Eskew noted that President Franklin Roosevelt fought 'a war that had its roots in no small part in isolation. There are some striking parallels to the situation we find ourselves in today,' when 'a retreat toward economic isolation would be disastrous for American business, workers, and the nation's economy.'
Economic isolation is proving increasingly attractive to many Americans 'because we in the business community have not done a very good job of framing and promoting the benefits of international trade. The free trade message fails to resonate with so many because it's not widely understood,' he said. 'We need to make global trade literacy a priority in our nation. The most obvious place to begin is within our own companies.'
'We can recite trade facts until we're blue in the face. If you have just lost a job, those facts mean nothing,' he noted. A quarter-century ago, 'a lot of people were afraid that the U.S. was going to lose all of its good jobs and economic clout to Japan. Even greater numbers were worried about having their careers rendered obsolete by the encroachment of technology. That mirrors the fears we see today — only the names have changed,' Eskew said.

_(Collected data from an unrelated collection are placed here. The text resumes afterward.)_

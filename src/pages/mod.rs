//! # Page Storage Collaborators
//!
//! The physical column store is an external collaborator, specified here only
//! at its interface. A [`PageSink`] receives columns and packed elements
//! during a write session; a [`PageSource`] serves positional reads and
//! exposes the [`Descriptor`] persisted by the sink. Fields never talk to
//! pages, files, or compression directly; everything below the packed-element
//! granularity belongs to the backend.
//!
//! ## Sessions and clusters
//!
//! Entries are grouped into clusters: bounded runs sharing per-field
//! transient write state (running offset counters reset at boundaries).
//! `PageSink::commit_cluster` seals the current cluster in the backend;
//! field trees reset their counters through `Field::commit_cluster`. The two
//! are driven together by the session owner.
//!
//! ## Sharing
//!
//! Sinks and sources are shared behind `Arc<parking_lot::Mutex<..>>`. One
//! store may serve a write session and later any number of read sessions;
//! each field tree still connects to exactly one side.

pub mod memory;

pub use memory::MemoryPages;

use crate::column::{ClusterIndex, ColumnType, EntryIndex};
use eyre::Result;
use hashbrown::HashMap;
use parking_lot::Mutex;
use std::sync::Arc;

/// On-disk field identifier, assigned by the sink at connect time.
pub type FieldId = u32;
/// Backend handle for one physical column.
pub type ColumnId = u32;

pub type SharedSink = Arc<Mutex<dyn PageSink>>;
pub type SharedSource = Arc<Mutex<dyn PageSource>>;

/// Per-session write options consulted when fields connect.
#[derive(Debug, Clone, Copy)]
pub struct WriteOptions {
    /// When false, split encodings chosen as column defaults are downgraded
    /// to their plain counterparts at connect time.
    pub split_encoding: bool,
}

impl Default for WriteOptions {
    fn default() -> Self {
        Self {
            split_encoding: true,
        }
    }
}

/// Schema entry for one connected field.
#[derive(Debug, Clone)]
pub struct FieldDescriptor {
    pub id: FieldId,
    /// Dot-qualified name ("event.tracks._0").
    pub name: String,
    pub type_name: String,
    pub type_version: u32,
    pub parent: Option<FieldId>,
    /// Stored column encodings, in column order.
    pub column_types: Vec<ColumnType>,
}

/// The schema store built by a sink and exposed by a source: field name/id
/// lookup plus the stored column encodings used for compatibility checking.
#[derive(Debug, Default)]
pub struct Descriptor {
    fields: Vec<FieldDescriptor>,
    by_name: HashMap<String, FieldId>,
}

impl Descriptor {
    pub fn add_field(
        &mut self,
        name: &str,
        type_name: &str,
        type_version: u32,
        parent: Option<FieldId>,
    ) -> Result<FieldId> {
        eyre::ensure!(
            !self.by_name.contains_key(name),
            "field '{}' already registered",
            name
        );
        let id = self.fields.len() as FieldId;
        self.fields.push(FieldDescriptor {
            id,
            name: name.to_string(),
            type_name: type_name.to_string(),
            type_version,
            parent,
            column_types: Vec::new(),
        });
        self.by_name.insert(name.to_string(), id);
        Ok(id)
    }

    pub fn add_column(&mut self, field: FieldId, ty: ColumnType) -> Result<()> {
        let fd = self
            .fields
            .get_mut(field as usize)
            .ok_or_else(|| eyre::eyre!("unknown field id {}", field))?;
        fd.column_types.push(ty);
        Ok(())
    }

    pub fn field(&self, id: FieldId) -> Option<&FieldDescriptor> {
        self.fields.get(id as usize)
    }

    pub fn lookup(&self, name: &str) -> Option<&FieldDescriptor> {
        self.by_name.get(name).and_then(|&id| self.field(id))
    }

    pub fn field_count(&self) -> usize {
        self.fields.len()
    }

    pub fn fields(&self) -> impl Iterator<Item = &FieldDescriptor> {
        self.fields.iter()
    }
}

/// Write-side collaborator contract.
///
/// `create_field` is called once per field in the tree (parents before
/// children); `create_column` once per backing column, in column order.
/// Elements arrive pre-packed by the element codec.
pub trait PageSink: Send {
    fn options(&self) -> WriteOptions;

    fn create_field(
        &mut self,
        name: &str,
        type_name: &str,
        type_version: u32,
        parent: Option<FieldId>,
    ) -> Result<FieldId>;

    fn create_column(
        &mut self,
        field: FieldId,
        index: u32,
        ty: ColumnType,
        first_entry: EntryIndex,
    ) -> Result<ColumnId>;

    fn append(&mut self, column: ColumnId, element: &[u8]) -> Result<()>;

    /// Seals the current cluster; subsequent elements belong to the next one.
    fn commit_cluster(&mut self) -> Result<()>;
}

/// Read-side collaborator contract.
///
/// All indices are element indices of the addressed column. `read` fills one
/// packed element; `read_range` is the vectorized path and returns how many
/// elements it produced (clamped to the cluster end for sealed clusters).
pub trait PageSource: Send {
    fn descriptor(&self) -> &Descriptor;

    /// Opens a stored column for reading. `ty` must match the stored
    /// encoding; the caller picks it from the descriptor.
    fn open_column(&self, field: FieldId, index: u32, ty: ColumnType) -> Result<ColumnId>;

    fn n_elements(&self, column: ColumnId) -> Result<u64>;

    fn read(&self, column: ColumnId, global: u64, out: &mut [u8]) -> Result<()>;

    fn read_range(
        &self,
        column: ColumnId,
        first: ClusterIndex,
        count: u64,
        out: &mut [u8],
    ) -> Result<u64>;

    /// Translates a global element index into its cluster-local position.
    fn locate(&self, column: ColumnId, global: u64) -> Result<ClusterIndex>;

    /// Inverse of [`locate`](Self::locate).
    fn globalize(&self, column: ColumnId, at: ClusterIndex) -> Result<u64>;

    /// For offset-bearing columns: the start position and item count of the
    /// collection stored at `global`.
    fn collection_info(&self, column: ColumnId, global: u64) -> Result<(ClusterIndex, u64)>;
}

'Instead of Japan, it's India and China. Instead of technology, it's globalization.' Yet in the process of improving technology, 'we replaced 44 million antiquated jobs with 73 million new jobs,' he said. In the same way, globalization would create, not drain away, millions of jobs.
Fighting antiglobalization is made harder, Eskew said, by 'the growing wave of anti-Americanism abroad, the roots of which do not rest solely with military actions taken in Iraq. Many in the world have been upset for quite some time over what they perceive as an invasion of American culture, values and bad corporate behavior. The trend is not limited to Western Europe and the Middle East,' he said.
One remedy is for companies to recognize that 'in foreign affairs, corporate diplomacy is as important as political democracy,' he said.